La banda del Gobbo è un film del 1977, diretto da Umberto Lenzi.

La resurrezione del Gobbo, dopo Roma a mano armata, nella Banda del Gobbo  avviene – a livello esterno – all’insegna di un mutamento d’identità (non più di Vincenzo Moretto si tratta ma di Vincenzo Marazzi) e di una dislocazione della difformità fisica del personaggio (la gobba si sposta da sinistra a destra, senza che questo comporti alcunché di simbolico, e quindi di politico, anzi…). Il dato fondante, esplosivo, è però – come tutti sanno – un altro: la congiunzione del Gobbo e di Monnezza in una stessa storia, immaginati come fratelli gemelli; anche se l’uno, il Gobbo, si dice sia venuto alla luce dieci minuti prima dell’altro: un primato cronologico, che tale era stato nella loro nascita cinematografica e che viene riflesso dalla posizione di preminenza che il Gobbo possiede su Monnezza anche in questo film.
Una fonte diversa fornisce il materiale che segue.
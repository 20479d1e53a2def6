// src/connection/mod.rs

//! Per-connection machinery: the reader/writer task pair for an upgraded
//! websocket, plus the guard that settles registry bookkeeping on teardown.

pub mod guard;
pub mod handler;
pub mod writer;

pub use handler::serve_peer;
Perché il predominio del bandito proletario, storto nel corpo ma drittissimo nello spirito, armato di una consapevolezza esistenziale e di uno spessore tragico abbacinanti, finisce di necessità per oscurare la figura del fratello, quel Monnezza che pure Milian delinea con formidabile empatia e che, nel mondo interiore dell’attore, sopravvisse fino alla fine con queste esatte caratteristiche: una schietta e tenera spontaneità, oscillante tra l’ingenuo e il “paraculo”.

Umberto Lenzi e le urgenze del poliziesco, d’altra parte, incalzano e se anche Tomas Milian ottiene per contratto (e con grande evidenza sui titoli di testa) carta bianca nei dialoghi delle sue due “creature”, l’impeto action della storia comporta che la ferina, terrestre energia del Gobbo (straordinaria la sequenza che lo assimila a un ratto, mentre striscia nel fango e nella merda delle fogne romane) dispieghi qui il massimo del suo potenziale. Marazzi Vincenzo, tornato dall’esilio in Corsica dove ha fatto l’argent, ribalta però – e arriviamo a un altro punto fondamentale – l’immagine del predecessore Vincenzo Moretto anche sul piano interiore, perché diventa, senza mezzi termini, un eroe positivo, il simbolo del riscatto di un umanità conculcata e avvilita. Si parteggia sempre e solo per lui nel film, sia quando deve regolare i conti con gli infami complici che lo hanno tradito, sia quando si sottrae alle maglie di una giustizia rappresentata – volutamente – non più da un commissario di ferro come Maurizio Merli ma da un anonimo, grigio e indifferenziato Pino Colizzi.

Il Gobbo triumphans è una delle costruzioni, fisiche e psicologiche, più raffinate e complesse di Tomas Milian, i cui scontri con Lenzi si questo set sono passati alla storia, soprattutto in rapporto alla celebre scena del night, con l’apologo mediato da Sora Rosa di Antonello Venditti e la purga ai ricchi snob, che, oltre a essere un pezzo di cinema meritevole di finire sui manuali, resta, ideologicament,e uno dei punti di massima distanza dal genere in cui viene a trovarsi inserita. Inabissatosi nelle acque del Tevere, Vincenzo Marazzi da allora scomparve: forse rapito dal dio-fiume nello stesso modo in cui i suoi antichi e mitici progenitori latini valicavano le barriere del tempo e della morte, venendo repentinamente sequestrati e assunti in cielo dai numi benigni.